If I wanted to do a critique of her statistics, I could.  I’d love to point out why less-then-perfect tests combined with rare conditions create slews of false positives for every true positive… but only because I like playing with statistics.  And that would be actively missing her point.

Her analogy was never about truth, never about men or women or even rape.  It was not even about managing risk, because it is damn near impossible to manage unknown quantities of risk.  It was about managing her comfort level with real risk.

And we all do it.  And I suspect, do it in many ways to the same degree as she.




My mother once told me that we can only see out of our own window. I was five or six and turned to look out the window. Years later she said it again in passing to friends over coffee and it planted a seed that’s been growing ever since.

In The Seven Habits of Highly Effective People, Stephen Covey recounts an anecdote to illustrate his concept of how paradigm shifts change our perceptions. He creates a picture of a subway car with several disruptive kids he somehow connects to a hunched, oblivious figure close by, presumably the father. He observes this for as long as he has the stomach, and then, at his wits end, says to the assumed Dad, something to the effect of, “I don’t suppose you can control your kids!”

The man looks up from reading the floor and stutters – I’m paraphrasing again, “Oh, sorry. I don’t exactly know what to do at the moment. We just left the hospital. Their mother died….”
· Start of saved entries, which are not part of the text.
//! Command-line interface of the ThOP solver.

use std::path::PathBuf;
use std::time::{SystemTime, UNIX_EPOCH};

use anyhow::{bail, Result};
use clap::{Parser, ValueEnum};

use thop_solver::heuristics::local_search::LsVariant;
use thop_solver::instance::ThopInstance;
use thop_solver::report;
use thop_solver::solver::{AcoConfig, Algorithm, Solver};

#[derive(Copy, Clone, PartialEq, Eq, ValueEnum, Debug)]
enum AlgorithmArg {
    /// Ant System
    As,
    /// Elitist Ant System
    Eas,
    /// Rank-based Ant System
    Ras,
    /// MAX-MIN Ant System
    Mmas,
    /// Best-Worst Ant System
    Bwas,
    /// Ant Colony System
    Acs,
}

impl From<AlgorithmArg> for Algorithm {
    fn from(arg: AlgorithmArg) -> Self {
        match arg {
            AlgorithmArg::As => Algorithm::AntSystem,
            AlgorithmArg::Eas => Algorithm::ElitistAntSystem,
            AlgorithmArg::Ras => Algorithm::RankBasedAntSystem,
            AlgorithmArg::Mmas => Algorithm::MaxMinAntSystem,
            AlgorithmArg::Bwas => Algorithm::BestWorstAntSystem,
            AlgorithmArg::Acs => Algorithm::AntColonySystem,
        }
    }
}

#[derive(Parser)]
#[command(name = "thop-solver")]
#[command(version = "1.0")]
#[command(about = "Ant Colony Optimization solver for the Thief Orienteering Problem")]
struct Cli {
    /// Instance file in ThOP format
    #[arg(short, long)]
    inputfile: PathBuf,

    /// Where to write the best solution found
    #[arg(short, long)]
    outputfile: Option<PathBuf>,

    /// Number of independent tries
    #[arg(long, default_value_t = 1)]
    tries: usize,

    /// Minimum number of tour constructions per try
    #[arg(long, default_value_t = 0)]
    tours: u64,

    /// Randomised packing fills per tour
    #[arg(long, default_value_t = 1)]
    ptries: usize,

    /// Runtime budget per try in seconds (default: ceil(items / 10))
    #[arg(long)]
    time: Option<f64>,

    /// RNG seed (default: derived from the system clock)
    #[arg(long)]
    seed: Option<u64>,

    /// Stop a try once this fitness (UB + 1 - profit) is reached
    #[arg(long, default_value_t = 1)]
    optimum: i64,

    /// Colony size (default: per-variant literature value)
    #[arg(long)]
    ants: Option<usize>,

    /// Nearest neighbours considered during construction
    #[arg(long, default_value_t = 20)]
    nnants: usize,

    /// Trail influence
    #[arg(long, default_value_t = 1.0)]
    alpha: f64,

    /// Heuristic-information influence
    #[arg(long, default_value_t = 2.0)]
    beta: f64,

    /// Evaporation rate (default: per-variant literature value)
    #[arg(long)]
    rho: Option<f64>,

    /// ACS exploitation probability (default: per-variant literature value)
    #[arg(long)]
    q0: Option<f64>,

    /// Elitist-deposit weight for EAS (default: number of cities)
    #[arg(long)]
    elitistants: Option<usize>,

    /// Number of ranks for the rank-based update
    #[arg(long)]
    rasranks: Option<usize>,

    /// 0 = off, 1 = 2-opt, 2 = 2.5-opt, 3 = 3-opt
    #[arg(long, default_value_t = 0)]
    localsearch: u8,

    /// Nearest neighbours considered by local-search moves
    #[arg(long, default_value_t = 20)]
    nnls: usize,

    /// Honour don't-look bits in local search (0 or 1)
    #[arg(long, default_value_t = 1)]
    dlb: u8,

    /// ACO variant
    #[arg(long, value_enum, default_value = "mmas")]
    algorithm: AlgorithmArg,

    /// Write a .log and .json run summary next to the output file
    #[arg(long)]
    log: bool,

    /// Print only the negated best profit on stdout
    #[arg(long)]
    calibration: bool,
}

fn main() -> Result<()> {
    env_logger::init();

    let cli = Cli::parse();
    if cli.localsearch > 3 {
        bail!("--localsearch takes a value in 0..=3");
    }
    let local_search = LsVariant::from_flag(cli.localsearch);

    let instance = ThopInstance::from_file(&cli.inputfile)?;

    let mut cfg = AcoConfig::for_algorithm(cli.algorithm.into(), local_search);
    cfg.max_tries = cli.tries;
    cfg.max_tours = cli.tours;
    cfg.packing_tries = cli.ptries;
    if let Some(time) = cli.time {
        cfg.time_limit = time;
    }
    cfg.seed = cli.seed.unwrap_or_else(clock_seed);
    cfg.optimal = cli.optimum;
    if let Some(ants) = cli.ants {
        cfg.n_ants = ants;
    }
    cfg.nn_ants = cli.nnants;
    cfg.alpha = cli.alpha;
    cfg.beta = cli.beta;
    if let Some(rho) = cli.rho {
        cfg.rho = rho;
    }
    if let Some(q0) = cli.q0 {
        cfg.q_0 = q0;
    }
    if let Some(elitists) = cli.elitistants {
        cfg.elitist_ants = elitists;
    }
    if let Some(ranks) = cli.rasranks {
        cfg.ras_ranks = ranks;
    }
    cfg.nn_ls = cli.nnls;
    cfg.use_dlb = cli.dlb != 0;

    let mut solver = Solver::new(&instance, cfg)?;
    let cfg = solver.config().clone();
    let outcome = solver.run();

    let profit = outcome.best.profit(instance.ub);
    if cli.calibration {
        println!("{}", -profit);
    } else {
        println!("Best solution: {}", profit);
    }

    if let Some(path) = &cli.outputfile {
        report::write_solution(path, &instance, &outcome.best)?;
    }
    if cli.log {
        let base = cli.outputfile.clone().unwrap_or_else(|| cli.inputfile.clone());
        report::write_log(&base.with_extension("log"), &cfg, &instance, &outcome)?;
        report::write_json_summary(&base.with_extension("json"), &cfg, &instance, &outcome)?;
    }

    Ok(())
}

fn clock_seed() -> u64 {
    SystemTime::now()
        .duration_since(UNIX_EPOCH)
        .map(|d| d.as_secs())
        .unwrap_or(0)
}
Covey goes on to explain how his conviction that this man routinely let his kids run roughshod over him and everyone in their vicinity turned immediately 180 degrees, to an urge to help the man in any way he could.
I recently an article by an anonymous author called Schrödinger’s Rapist: or a Guy’s Guide to Approaching Strange Women Without Being Maced.
It is an article with a duel purpose. Firstly, somewhat tongue-in-cheek, as suggested by the title, it proposes to assist men in braving the minefield of approaching new women, presumably with the best intentions.
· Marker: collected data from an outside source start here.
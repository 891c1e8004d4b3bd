//! The solver context and trial driver.
//!
//! [`Solver`] owns every mutable buffer of a run: the trail matrices, the
//! colony, the best-so-far / restart-best / global-best records and the RNG
//! stream. A run consists of `max_tries` independent tries; each try loops
//! construct -> local search (with the regression guard) -> statistics ->
//! pheromone update -> search control until the termination condition holds.

use std::time::Instant;

use anyhow::{bail, Result};
use log::{debug, info};
use rand::SeedableRng;
use rand_chacha::ChaCha8Rng;
use serde::Serialize;
use statrs::statistics::Statistics;

use crate::ant::{arc_distance, find_best, find_worst, Ant};
use crate::heuristics::construction::{build_tour, nearest_neighbour_tour_length, AcsRule};
use crate::heuristics::local_search::{LocalSearch, LsVariant};
use crate::heuristics::packing::PackingEvaluator;
use crate::instance::ThopInstance;
use crate::pheromone::Trails;

/// Hard colony-size limit.
pub const MAX_ANTS: usize = 1024;
/// Hard neighbour-list depth limit.
pub const MAX_NEIGHBOURS: usize = 512;

/// ACS local-update strength.
const ACS_XI: f64 = 0.1;
/// Best-worst mutation rate before the `nn_ants / n` scaling.
const BWAS_MUTATION_RATE: f64 = 0.3;

/// The six supported pheromone-update rules.
#[derive(Debug, Clone, Copy, PartialEq, Eq)]
pub enum Algorithm {
    AntSystem,
    ElitistAntSystem,
    RankBasedAntSystem,
    MaxMinAntSystem,
    BestWorstAntSystem,
    AntColonySystem,
}

/// Tuning parameters of a run.
#[derive(Debug, Clone)]
pub struct AcoConfig {
    pub algorithm: Algorithm,
    pub max_tries: usize,
    /// Minimum number of tour constructions per try (0 defers to the time
    /// limit alone).
    pub max_tours: u64,
    /// Randomised packing fills per tour.
    pub packing_tries: usize,
    /// Runtime budget of one try in seconds; negative means the
    /// `ceil(m / 10)` default of the original solver.
    pub time_limit: f64,
    pub seed: u64,
    /// Fitness bound that ends the try when reached (`UB + 1 - profit`).
    pub optimal: i64,
    /// Colony size; 0 means one ant per city.
    pub n_ants: usize,
    pub nn_ants: usize,
    pub alpha: f64,
    pub beta: f64,
    pub rho: f64,
    pub q_0: f64,
    /// Weight of the best-so-far deposit in EAS; 0 defaults to the number
    /// of cities.
    pub elitist_ants: usize,
    pub ras_ranks: usize,
    pub local_search: Option<LsVariant>,
    pub nn_ls: usize,
    pub use_dlb: bool,
    /// Branching-factor threshold of the MMAS restart test.
    pub branch_fac: f64,
}

impl AcoConfig {
    /// Literature defaults for `algorithm`, with the local-search overrides
    /// applied when a variant is selected.
    pub fn for_algorithm(algorithm: Algorithm, local_search: Option<LsVariant>) -> Self {
        let mut cfg = AcoConfig {
            algorithm,
            max_tries: 1,
            max_tours: 0,
            packing_tries: 1,
            time_limit: -1.0,
            seed: 42,
            optimal: 1,
            n_ants: 25,
            nn_ants: 20,
            alpha: 1.0,
            beta: 2.0,
            rho: 0.02,
            q_0: 0.0,
            elitist_ants: 0,
            ras_ranks: 0,
            local_search,
            nn_ls: 20,
            use_dlb: true,
            branch_fac: 1.00001,
        };

        match algorithm {
            Algorithm::AntSystem => {
                cfg.n_ants = 0;
                cfg.rho = 0.5;
            }
            Algorithm::ElitistAntSystem => {
                cfg.n_ants = 0;
                cfg.rho = 0.5;
            }
            Algorithm::RankBasedAntSystem => {
                cfg.n_ants = 0;
                cfg.rho = 0.1;
                cfg.ras_ranks = 6;
            }
            Algorithm::MaxMinAntSystem => {
                cfg.n_ants = 25;
                cfg.rho = 0.02;
            }
            Algorithm::BestWorstAntSystem => {
                cfg.n_ants = 0;
                cfg.rho = 0.1;
            }
            Algorithm::AntColonySystem => {
                cfg.n_ants = 10;
                cfg.rho = 0.1;
                cfg.q_0 = 0.9;
            }
        }

        if local_search.is_some() {
            cfg.n_ants = 25;
            cfg.rho = 0.5;
            cfg.q_0 = 0.0;
            match algorithm {
                Algorithm::MaxMinAntSystem => {
                    cfg.rho = 0.2;
                }
                Algorithm::AntColonySystem => {
                    cfg.n_ants = 10;
                    cfg.rho = 0.1;
                    cfg.q_0 = 0.98;
                }
                Algorithm::ElitistAntSystem => {
                    cfg.elitist_ants = cfg.n_ants;
                }
                _ => {}
            }
        }

        cfg
    }
}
The article discusses the things that go through a woman’s mind when a man she doesn’t know approaches her. The article is intuitive and clearly written from experience as a woman. And it resonates with many, as the over 1,200 comments attest.

Some people, mostly men, have gotten tangled up and blue over certain details of this article. But the details, in this case, far being the devil some details are, are just part of the author’s personality traits, and debating them is a distraction from the real point, which is, that we can all only see out of our own window.
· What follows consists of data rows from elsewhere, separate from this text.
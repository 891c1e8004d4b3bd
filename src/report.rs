//! Result and log writers.
//!
//! The solution file uses the two-line bracket format: the 1-based tour
//! cities where items are collected, then the 1-based indices of the
//! collected items. The run log and the JSON summary record the parameter
//! settings and the per-try results.

use std::fs::File;
use std::io::Write;
use std::path::Path;

use anyhow::{Context, Result};
use chrono::Local;
use serde::Serialize;

use crate::ant::Ant;
use crate::instance::ThopInstance;
use crate::solver::{AcoConfig, RunOutcome, TryStats};

/// Write the best solution in the two-line bracket format.
pub fn write_solution(path: &Path, instance: &ThopInstance, best: &Ant) -> Result<()> {
    let mut has_pick = vec![false; instance.n];
    for (item, &picked) in instance.items.iter().zip(&best.packing_plan) {
        if picked {
            has_pick[item.city] = true;
        }
    }

    let cities: Vec<String> = (1..instance.n - 2)
        .map(|i| best.tour[i])
        .filter(|&city| has_pick[city])
        .map(|city| (city + 1).to_string())
        .collect();
    let items: Vec<String> = best
        .packing_plan
        .iter()
        .enumerate()
        .filter(|(_, &picked)| picked)
        .map(|(i, _)| (i + 1).to_string())
        .collect();

    let mut file =
        File::create(path).with_context(|| format!("cannot create solution file {:?}", path))?;
    writeln!(file, "[{}]", cities.join(","))?;
    writeln!(file, "[{}]", items.join(","))?;
    Ok(())
}

/// Write the text run log: parameter settings plus one line per try.
pub fn write_log(
    path: &Path,
    cfg: &AcoConfig,
    instance: &ThopInstance,
    outcome: &RunOutcome,
) -> Result<()> {
    let mut file =
        File::create(path).with_context(|| format!("cannot create log file {:?}", path))?;

    writeln!(file, "{} run on {}", Local::now().format("%Y-%m-%d %H:%M:%S"), instance.name)?;
    writeln!(file)?;
    writeln!(file, "Parameter settings:")?;
    writeln!(file, "  algorithm     {:?}", cfg.algorithm)?;
    writeln!(file, "  tries         {}", cfg.max_tries)?;
    writeln!(file, "  tours         {}", cfg.max_tours)?;
    writeln!(file, "  ptries        {}", cfg.packing_tries)?;
    writeln!(file, "  time          {:.2}", cfg.time_limit)?;
    writeln!(file, "  seed          {}", cfg.seed)?;
    writeln!(file, "  optimum       {}", cfg.optimal)?;
    writeln!(file, "  ants          {}", cfg.n_ants)?;
    writeln!(file, "  nnants        {}", cfg.nn_ants)?;
    writeln!(file, "  alpha         {:.2}", cfg.alpha)?;
    writeln!(file, "  beta          {:.2}", cfg.beta)?;
    writeln!(file, "  rho           {:.2}", cfg.rho)?;
    writeln!(file, "  q0            {:.2}", cfg.q_0)?;
    writeln!(file, "  elitistants   {}", cfg.elitist_ants)?;
    writeln!(file, "  rasranks      {}", cfg.ras_ranks)?;
    writeln!(file, "  localsearch   {:?}", cfg.local_search)?;
    writeln!(file, "  nnls          {}", cfg.nn_ls)?;
    writeln!(file, "  dlb           {}", cfg.use_dlb)?;
    writeln!(file)?;

    for t in &outcome.tries {
        writeln!(
            file,
            "try {:3},  best {:10},  found at iteration {:8},  found at time {:8.2}",
            t.try_index, t.best_profit, t.found_at_iteration, t.time_best_found
        )?;
    }
    writeln!(file)?;
    writeln!(file, "best profit over all tries: {}", outcome.best.profit(instance.ub))?;
    Ok(())
}

#[derive(Serialize)]
struct RunSummary<'a> {
    instance: &'a str,
    algorithm: String,
    seed: u64,
    tries: &'a [TryStats],
    best_profit: i64,
}

/// Machine-readable counterpart of the run log.
pub fn write_json_summary(
    path: &Path,
    cfg: &AcoConfig,
    instance: &ThopInstance,
    outcome: &RunOutcome,
) -> Result<()> {
    let summary = RunSummary {
        instance: &instance.name,
        algorithm: format!("{:?}", cfg.algorithm),
        seed: cfg.seed,
        tries: &outcome.tries,
        best_profit: outcome.best.profit(instance.ub),
    };
    let json = serde_json::to_string_pretty(&summary)?;
    std::fs::write(path, json).with_context(|| format!("cannot write summary {:?}", path))?;
    Ok(())
}

#[cfg(test)]
mod tests {
    use super::*;
    use crate::instance::{EdgeWeightType, Item, Point};

    fn toy_instance() -> ThopInstance {
        let points = vec![
            Point { x: 0.0, y: 0.0 },
            Point { x: 1.0, y: 0.0 },
            Point { x: 2.0, y: 0.0 },
            Point { x: 3.0, y: 0.0 },
        ];
        let n = 5;
        let mut distance = vec![vec![0i64; n]; n];
        for i in 0..4 {
            for j in 0..4 {
                distance[i][j] = (i as i64 - j as i64).abs();
            }
        }
        ThopInstance {
            name: "toy".to_string(),
            knapsack_data_type: "test".to_string(),
            edge_weight_type: EdgeWeightType::Euc2d,
            n,
            m: 3,
            capacity: 10,
            max_time: 100.0,
            min_speed: 0.5,
            max_speed: 1.0,
            points,
            items: vec![
                Item { profit: 10, weight: 1, city: 1 },
                Item { profit: 20, weight: 1, city: 2 },
                Item { profit: 30, weight: 1, city: 2 },
            ],
            distance,
            ub: 60,
        }
    }

    #[test]
    fn test_solution_format() {
        let instance = toy_instance();
        let mut best = Ant::new(instance.n, instance.m);
        best.tour = vec![0, 2, 1, 3, 4, 0];
        best.packing_plan = vec![false, true, true];
        best.fitness = instance.ub + 1 - 50;

        let path = std::env::temp_dir().join("thop_solution_test.sol");
        write_solution(&path, &instance, &best).unwrap();
        let written = std::fs::read_to_string(&path).unwrap();

        // only city 3 (1-based) carries picked items; both picks are at
        // the same city
        assert_eq!(written, "[3]\n[2,3]\n");
    }

    #[test]
    fn test_solution_format_empty_plan() {
        let instance = toy_instance();
        let mut best = Ant::new(instance.n, instance.m);
        best.tour = vec![0, 1, 2, 3, 4, 0];
        best.fitness = instance.ub + 1;

        let path = std::env::temp_dir().join("thop_solution_empty_test.sol");
        write_solution(&path, &instance, &best).unwrap();
        let written = std::fs::read_to_string(&path).unwrap();
        assert_eq!(written, "[]\n[]\n");
    }
}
Women and men are different. A shocking statement, I know. But as different as we are in some things, we are very much the same in others. We both have trouble seeing through one another’s windows.

Women fail to understand the enormous pleasure men glean from watching football or fixing something or wrestling with each other. Men fail to understand why women are so obsessed with how they look or why some women are rude or apprehensive when approached by a man she doesn’t know.

Women call men assholes. Men call women bitches. And none of us are the wiser for it.

A momentary foray into another person’s world will definitely take you out of your comfort zone, but you may also learn a thing or two about yourself.

What else does the article say? You’ll have to go read it to find out.




When I first read the blog by Pheandra Starling entitled ‘Schrödinger’s Rapist: or a guy’s guide to approaching strange women without being maced’, my first thoughts were so who is this Shroedinger person. There is the mention in the title then they disappear, this tickled my curiosity, that and the not that exciting nature of the original blog, in that there was nothing here that was new so why the fuss

I set out to find out, was s/he a criminologist, psychiatrist, psychologist? Well turns out it is a man and he was interested in quantum physics amongst other things, but not one search linked Schroedinger with rapist or even rape. I decided to work out the link and could find no obvious one despite the lack of powers of the internet. So good old fashioned research work and a few hours later and the thoughts began to coagulate and a picture appeared in my head. Shroedinger’s rapist was not actually anybody but literally anybody, it was an allegoryon the part of Pheandra, a literary device where ideas or events, in this case an experiment are used to symbolise an idea or concept.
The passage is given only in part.